> **Exercise requirements**:
Keep each line of the material that includes "DomainSource", and leave out the rest.

[[ Listed records open ]]

//! Trainer: couples two domain datasets to the translation model.
//!
//! Each optimization step draws one mini-batch from each domain. The two
//! draws are matched in size but never paired in time (the domains were
//! collected independently), which is exactly the setting cycle
//! consistency exists for. The composite loss is
//!
//! ```text
//! loss = mse(dec_a(enc_a(xa)), xa) + mse(dec_b(enc_b(xb)), xb)
//!      + lambda_cycle * ( l1(dec_a(enc_b(dec_b(enc_a(xa)))), xa)
//!                       + l1(dec_b(enc_a(dec_a(enc_b(xb)))), xb) )
//! ```
//!
//! Reconstruction is mean-squared error; the cycle term is an L1 penalty
//! in observation space. With `lambda_cycle = 0` training degenerates to
//! two independent autoencoders and the cycle term is skipped entirely.

use std::fmt;
use std::path::PathBuf;
use std::sync::Arc;

use burn::nn::loss::{MseLoss, Reduction};
use burn::optim::{AdamConfig, GradientsParams, Optimizer};
use burn::prelude::*;
use burn::tensor::backend::AutodiffBackend;
use rand::rngs::StdRng;
use rand::SeedableRng;

use super::checkpoint::{
    load_latest_checkpoint, save_checkpoint, CheckpointError, CheckpointMetadata, ConfigSnapshot,
};
use super::TrainError;
use crate::core::transition::TransitionBatch;
use crate::data::{DomainDataset, DomainSpec};
use crate::metrics::{ConsoleLogger, MetricsLogger, TrainingSnapshot};
use crate::model::{TranslationModel, TranslationModelConfig};

/// Learning-rate schedule: maps an epoch index to a multiplier applied to
/// the base learning rate.
pub type LrSchedule = Arc<dyn Fn(usize) -> f64 + Send + Sync>;

/// One domain's training data source: a chunk directory plus the declared
/// identity and dimensions it must match.
#[derive(Debug, Clone)]
pub struct DomainSource {
    /// Directory containing the domain's chunk files.
    pub data_dir: PathBuf,
    /// Declared domain identity and dimensions.
    pub spec: DomainSpec,
}

impl DomainSource {
    /// Create a new domain source.
    pub fn new(data_dir: impl Into<PathBuf>, spec: DomainSpec) -> Self {
        Self {
            data_dir: data_dir.into(),
            spec,
        }
    }
}

/// Trainer configuration. Unset options keep the documented defaults.
#[derive(Clone)]
pub struct TrainerConfig {
    /// Mini-batch size per optimization step. Default: 128.
    pub batch_size: usize,
    /// Weight of the cycle-consistency loss relative to reconstruction.
    /// Default: 10.0. Zero disables the cross-domain signal.
    pub lambda_cycle: f64,
    /// Base learning rate. Default: 1e-3.
    pub lr: f64,
    /// Epoch-indexed learning-rate multiplier. Default: constant 1.0.
    pub lr_lambda: LrSchedule,
    /// Data-loading parallelism when opening datasets. Default: 2.
    pub num_workers: usize,
    /// Hidden layer width of the model's MLPs. Default: 128.
    pub hidden_dim: usize,
    /// Checkpoint directory. Default: "./checkpoints".
    pub checkpoint_dir: PathBuf,
    /// Seed for epoch shuffling. Default: 42.
    pub shuffle_seed: u64,
}

impl Default for TrainerConfig {
    fn default() -> Self {
        Self {
            batch_size: 128,
            lambda_cycle: 10.0,
            lr: 1e-3,
            lr_lambda: Arc::new(|_| 1.0),
            num_workers: 2,
            hidden_dim: 128,
            checkpoint_dir: PathBuf::from("./checkpoints"),
            shuffle_seed: 42,
        }
    }
}

impl TrainerConfig {
    /// Create a config with default values.
    pub fn new() -> Self {
        Self::default()
    }

    /// Set the mini-batch size.
    pub fn with_batch_size(mut self, batch_size: usize) -> Self {
        self.batch_size = batch_size;
        self
    }

    /// Set the cycle-consistency weight.
    pub fn with_lambda_cycle(mut self, lambda_cycle: f64) -> Self {
        self.lambda_cycle = lambda_cycle;
        self
    }

    /// Set the base learning rate.
    pub fn with_lr(mut self, lr: f64) -> Self {
        self.lr = lr;
        self
    }

    /// Set the learning-rate schedule.
    pub fn with_lr_lambda<F>(mut self, lr_lambda: F) -> Self
    where
        F: Fn(usize) -> f64 + Send + Sync + 'static,
    {
        self.lr_lambda = Arc::new(lr_lambda);
        self
    }

    /// Set the data-loading parallelism.
    pub fn with_num_workers(mut self, num_workers: usize) -> Self {
        self.num_workers = num_workers;
        self
    }

    /// Set the hidden layer width.
    pub fn with_hidden_dim(mut self, hidden_dim: usize) -> Self {
        self.hidden_dim = hidden_dim;
        self
    }

    /// Set the checkpoint directory.
    pub fn with_checkpoint_dir(mut self, dir: impl Into<PathBuf>) -> Self {
        self.checkpoint_dir = dir.into();
        self
    }

    /// Set the shuffle seed.
    pub fn with_shuffle_seed(mut self, seed: u64) -> Self {
        self.shuffle_seed = seed;
        self
    }

    fn validate(&self) -> Result<(), TrainError> {
        if self.batch_size == 0 {
            return Err(TrainError::Config("batch_size must be > 0".into()));
        }
        if self.hidden_dim == 0 {
            return Err(TrainError::Config("hidden_dim must be > 0".into()));
        }
        if !self.lambda_cycle.is_finite() || self.lambda_cycle < 0.0 {
            return Err(TrainError::Config(
                "lambda_cycle must be finite and >= 0".into(),
            ));
        }
        if !self.lr.is_finite() || self.lr <= 0.0 {
            return Err(TrainError::Config("lr must be finite and > 0".into()));
        }
        Ok(())
    }

    fn snapshot(&self) -> ConfigSnapshot {
        ConfigSnapshot {
            batch_size: self.batch_size,
            lambda_cycle: self.lambda_cycle,
            learning_rate: self.lr,
            num_workers: self.num_workers,
        }
    }
}

impl fmt::Debug for TrainerConfig {
    fn fmt(&self, f: &mut fmt::Formatter<'_>) -> fmt::Result {
        f.debug_struct("TrainerConfig")
            .field("batch_size", &self.batch_size)
            .field("lambda_cycle", &self.lambda_cycle)
            .field("lr", &self.lr)
            .field("lr_lambda", &"<schedule fn>")
            .field("num_workers", &self.num_workers)
            .field("hidden_dim", &self.hidden_dim)
            .field("checkpoint_dir", &self.checkpoint_dir)
            .field("shuffle_seed", &self.shuffle_seed)
            .finish()
    }
}

/// Offline trainer for the translation model.
///
/// Owns the model's live parameters for the duration of training;
/// deployment reads parameters only through published checkpoints.
pub struct Trainer<B: AutodiffBackend> {
    source_a: DomainSource,
    source_b: DomainSource,
    latent_dim: usize,
    device: B::Device,
    config: TrainerConfig,
    logger: Box<dyn MetricsLogger>,
}

impl<B: AutodiffBackend> Trainer<B> {
    /// Create a trainer over two independently collected domains.
    pub fn new(
        source_a: DomainSource,
        source_b: DomainSource,
        latent_dim: usize,
        device: B::Device,
    ) -> Self {
        Self {
            source_a,
            source_b,
            latent_dim,
            device,
            config: TrainerConfig::default(),
            logger: Box::new(ConsoleLogger::new(1)),
        }
    }

    /// Replace the default configuration.
    pub fn configure(&mut self, config: TrainerConfig) {
        self.config = config;
    }

    /// Replace the default console logger.
    pub fn set_logger(&mut self, logger: Box<dyn MetricsLogger>) {
        self.logger = logger;
    }

    /// The active configuration.
    pub fn config(&self) -> &TrainerConfig {
        &self.config
    }

    /// Run the optimization loop for up to `num_epochs` total epochs,
    /// publishing a checkpoint every `save_freq` epochs and after the
    /// final one.
    ///
    /// If the checkpoint directory already holds a valid checkpoint for
    /// these domains, training resumes from it instead of restarting from
    /// random initialization; epochs already covered by the checkpoint
    /// are not repeated. Returns one [`TrainingSnapshot`] per epoch run.
    pub fn train(
        &mut self,
        num_epochs: usize,
        save_freq: usize,
    ) -> Result<Vec<TrainingSnapshot>, TrainError> {
        self.config.validate()?;
        if save_freq == 0 {
            return Err(TrainError::Config("save_freq must be > 0".into()));
        }
        if self.latent_dim == 0 {
            return Err(TrainError::Config("latent_dim must be > 0".into()));
        }
        if self.source_a.spec.name == self.source_b.spec.name {
            return Err(TrainError::Config(format!(
                "domains must be distinct, both named '{}'",
                self.source_a.spec.name
            )));
        }

        let workers = self.config.num_workers.max(1);
        let dataset_a = DomainDataset::open_with_workers(
            &self.source_a.data_dir,
            self.source_a.spec.clone(),
            workers,
        )?;
        let dataset_b = DomainDataset::open_with_workers(
            &self.source_b.data_dir,
            self.source_b.spec.clone(),
            workers,
        )?;

        let (mut model, start_epoch) = self.restore_or_init()?;
        if start_epoch >= num_epochs {
            return Ok(Vec::new());
        }

        let mut optim = AdamConfig::new().init::<B, TranslationModel<B>>();
        let mse = MseLoss::new();
        let lambda = self.config.lambda_cycle;
        let batch_size = self.config.batch_size;

        // Independent shuffle streams per domain; offset by the resume
        // epoch so a resumed run does not replay the same epoch orders.
        let seed = self.config.shuffle_seed.wrapping_add(start_epoch as u64);
        let mut rng_a = StdRng::seed_from_u64(seed);
        let mut rng_b = StdRng::seed_from_u64(seed ^ 0x9e37_79b9_7f4a_7c15);

        let mut history = Vec::with_capacity(num_epochs - start_epoch);
        for epoch in start_epoch..num_epochs {
            let lr = self.config.lr * (self.config.lr_lambda)(epoch);

            let mut iter_a = dataset_a.epoch_batches(batch_size, &mut rng_a);
            let mut iter_b = dataset_b.epoch_batches(batch_size, &mut rng_b);

            let mut sums = (0.0f32, 0.0f32, 0.0f32, 0.0f32); // total, rec_a, rec_b, cycle
            let mut batches = 0usize;

            while let (Some(batch_a), Some(batch_b)) = (iter_a.next(), iter_b.next()) {
                let xa = to_tensor::<B>(&batch_a, &self.source_a.spec, &self.device);
                let xb = to_tensor::<B>(&batch_b, &self.source_b.spec, &self.device);

                let za = model.encode_a(xa.clone());
                let zb = model.encode_b(xb.clone());
                let recon_a = mse.forward(model.decode_a(za.clone()), xa.clone(), Reduction::Mean);
                let recon_b = mse.forward(model.decode_b(zb.clone()), xb.clone(), Reduction::Mean);

                let (loss, cycle_value) = if lambda > 0.0 {
                    let cycled_a = model.decode_a(model.encode_b(model.decode_b(za)));
                    let cycled_b = model.decode_b(model.encode_a(model.decode_a(zb)));
                    let cycle = (cycled_a - xa).abs().mean() + (cycled_b - xb).abs().mean();
                    let cycle_value = scalar(&cycle);
                    (
                        recon_a.clone() + recon_b.clone() + cycle.mul_scalar(lambda),
                        cycle_value,
                    )
                } else {
                    (recon_a.clone() + recon_b.clone(), 0.0)
                };

                sums.0 += scalar(&loss);
                sums.1 += scalar(&recon_a);
                sums.2 += scalar(&recon_b);
                sums.3 += cycle_value;
                batches += 1;

                let grads = loss.backward();
                let grads = GradientsParams::from_grads(grads, &model);
                model = optim.step(lr, model, grads);
            }

            let n = batches.max(1) as f32;
            let snapshot = TrainingSnapshot::new(epoch, batches, sums.0 / n)
                .with_losses(sums.1 / n, sums.2 / n, sums.3 / n)
                .with_learning_rate(lr);
            self.logger.log(&snapshot);
            history.push(snapshot);

            let completed = epoch + 1;
            if completed % save_freq == 0 || completed == num_epochs {
                let metadata = self.metadata(completed);
                save_checkpoint(&self.config.checkpoint_dir, &model, &metadata)?;
            }
        }
        self.logger.flush();
        Ok(history)
    }

    /// Resume from the latest valid checkpoint, or initialize fresh
    /// parameters when none exists.
    fn restore_or_init(&self) -> Result<(TranslationModel<B>, usize), TrainError> {
        match load_latest_checkpoint::<B>(&self.config.checkpoint_dir, &self.device) {
            Ok((model, metadata)) => {
                self.verify_resume(&metadata)?;
                Ok((model, metadata.epoch))
            }
            Err(CheckpointError::NoValidCheckpoint(_)) => {
                let model = TranslationModelConfig::new(
                    self.source_a.spec.transition_dim(),
                    self.source_b.spec.transition_dim(),
                    self.latent_dim,
                )
                .with_hidden_dim(self.config.hidden_dim)
                .init(&self.device);
                Ok((model, 0))
            }
            Err(e) => Err(e.into()),
        }
    }

    /// A checkpoint is only resumable when it describes the same problem.
    fn verify_resume(&self, metadata: &CheckpointMetadata) -> Result<(), TrainError> {
        if metadata.domain_a != self.source_a.spec || metadata.domain_b != self.source_b.spec {
            return Err(TrainError::Config(format!(
                "checkpoint domains ({}, {}) do not match configured domains ({}, {})",
                metadata.domain_a.name,
                metadata.domain_b.name,
                self.source_a.spec.name,
                self.source_b.spec.name
            )));
        }
        if metadata.latent_dim != self.latent_dim {
            return Err(TrainError::Config(format!(
                "checkpoint latent_dim {} != configured latent_dim {}",
                metadata.latent_dim, self.latent_dim
            )));
        }
        if metadata.hidden_dim != self.config.hidden_dim {
            return Err(TrainError::Config(format!(
                "checkpoint hidden_dim {} != configured hidden_dim {}",
                metadata.hidden_dim, self.config.hidden_dim
            )));
        }
        Ok(())
    }

    fn metadata(&self, epoch: usize) -> CheckpointMetadata {
        CheckpointMetadata {
            format_version: 1,
            epoch,
            domain_a: self.source_a.spec.clone(),
            domain_b: self.source_b.spec.clone(),
            latent_dim: self.latent_dim,
            hidden_dim: self.config.hidden_dim,
            config: self.config.snapshot(),
        }
    }
}

/// Assemble a `[len, transition_dim]` tensor from a batch.
fn to_tensor<B: Backend>(
    batch: &TransitionBatch,
    spec: &DomainSpec,
    device: &B::Device,
) -> Tensor<B, 2> {
    let rows = batch.to_rows(spec.obs_dim, spec.action_dim);
    Tensor::<B, 1>::from_floats(rows.as_slice(), device)
        .reshape([batch.len, spec.transition_dim()])
}

fn scalar<B: Backend>(tensor: &Tensor<B, 1>) -> f32 {
    tensor.clone().into_scalar().elem()
}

[[ Listed records closed ]]

> **Finished exercise**:
pub struct DomainSource {
impl DomainSource {
    source_a: DomainSource,
    source_b: DomainSource,
        source_a: DomainSource,
        source_b: DomainSource,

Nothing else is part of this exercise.